Le istituzioni impegnate nella politica economica dell’UE sono principalmente due: (i) la banca centrale europea (BCE) per la politica monetaria e per assicurare, tramite organismi ad essa collegati, l’unione e la stabilità del sistema bancario europeo e (ii) la Commissione europea (CE) per attuare, anch’essa tramite organismi ad hoc, la sorveglianza delle finanze statali e per concepire una propria politica fiscale. Dall’operare di queste due istituzioni, secondo la normativa, deriva il mix politica monetaria/politica fiscale nella diverse fasi dell’andamento dell’economia dei paesi membri dell’UE.
Dopo un ventennio dall’istituzione dell’euro è possibile trarre qualche conclusione sull’efficacia e sui limiti di questo mix, in relazione alle fasi congiunturali vissute dalla
dalla UE.
- Il mix di politica fiscale e monetaria nell’era dell’Euro
L’evoluzione del mix politica monetaria e fiscale nel ventennio 2000-2020 ha messo in luce delle incongruenze, cui non è possibile prescindere nel momento in cui si pongono le basi per ricostruire un sistema di disciplina fiscale nella “nuova normalità”. A tale fine è utile ricorrere ad schematica periodizzazione del ventennio, suddividendolo in cinque sottoperiodi.
Il primo, 2000-2008, è stato caratterizzato dalla “divina coincidenza”, come l’ha battezzata Oliver Blanchard, con un tasso di inflazione medio non superiore al benchmark del 2% ed un analogo tasso di crescita medio. Il mix era caratterizzato da una “dominanza monetaria debole”, cioè una politica della BCE indipendente dalla politica di bilancio degli stati, mentre quest’ultima, vincolata dai parametri di Maastricht, derivava esclusivamente dagli effetti degli stabilizzatori automatici. La CE, nel sottoperiodo, ha svolto compiti e funzioni standard di arbitraggio dei conflitti, costruzione di consenso, e promozione dell’integrazione. Per l’Italia è stato un decennio di occasioni mancate sia per la crescita della produttività, del PIL e per il livello del debito.

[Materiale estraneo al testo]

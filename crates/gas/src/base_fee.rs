//! EIP-1559 style base fee recurrence.
use crate::{FeeMarketParams, MIN_BASE_FEE_DELTA};
use primitives::U256;
use tracing::trace;

/// Base fee of the block at `height`.
///
/// Returns `None` when the fee market is disabled or not yet enabled, which is distinct
/// from a zero base fee. On the enable height the base fee is seeded from the
/// parameters. Otherwise `params.base_fee` is taken as the parent base fee and moved
/// toward equilibrium with [`calc_gas_base_fee`].
///
/// `block_max_gas` of `None` means unlimited block gas.
pub fn calculate_base_fee(
    params: &FeeMarketParams,
    height: u64,
    parent_gas_used: u64,
    block_max_gas: Option<u64>,
) -> Option<U256> {
    if !params.is_base_fee_enabled(height) {
        return None;
    }
    if height == params.enable_height {
        return Some(params.base_fee);
    }

    let gas_limit = block_max_gas.unwrap_or(u64::MAX);
    let parent_gas_target = gas_limit / u64::from(params.elasticity_multiplier.max(1));
    let base_fee = calc_gas_base_fee(
        parent_gas_used,
        parent_gas_target,
        params.base_fee_change_denominator,
        params.base_fee,
        params.min_gas_price,
    );
    trace!(
        target: "evmledger::fee_market",
        height,
        parent_gas_used,
        parent_gas_target,
        parent_base_fee = %params.base_fee,
        %base_fee,
        "computed base fee"
    );
    Some(base_fee)
}

/// One step of the base fee recurrence.
///
/// - `gas_used == gas_target`: unchanged.
/// - `gas_used > gas_target`: increases by `max(1, base_fee * delta / target / denominator)`.
/// - `gas_used < gas_target`: decreases by `base_fee * delta / target / denominator`.
///
/// A moved base fee is never below `min_gas_price`.
///
/// A zero target yields zero.
pub fn calc_gas_base_fee(
    gas_used: u64,
    gas_target: u64,
    base_fee_change_denominator: u32,
    base_fee: U256,
    min_gas_price: U256,
) -> U256 {
    if gas_used == gas_target {
        return base_fee;
    }
    if gas_target == 0 {
        return U256::ZERO;
    }

    let gas_used_delta = U256::from(gas_used.abs_diff(gas_target));
    let base_fee_delta = gas_used_delta.saturating_mul(base_fee)
        / U256::from(gas_target)
        / U256::from(base_fee_change_denominator.max(1));

    if gas_used > gas_target {
        base_fee
            .saturating_add(base_fee_delta.max(U256::from(MIN_BASE_FEE_DELTA)))
            .max(min_gas_price)
    } else {
        base_fee.saturating_sub(base_fee_delta).max(min_gas_price)
    }
}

Il secondo sottoperiodo, 2009-2010, è caratterizzato dalla crisi finanziaria, enfatizzata dal fallimento della Lehman Brothers, che ha determinato una profonda recessione globale, con alcuni stati come l’Italia più colpiti di altri. La BCE, pur con un colpevole ritardo è intervenuta con una politica monetaria espansiva, con i primi interventi “non convenzionali”, mentre gli stati attuavano politiche fiscali altrettanto espansive, favorite dall’affiancamento della CE alla politica della BCE. Il mix fondato sulla complementarità dei due strumenti ha consentito il recupero dell’economia globale del 2010.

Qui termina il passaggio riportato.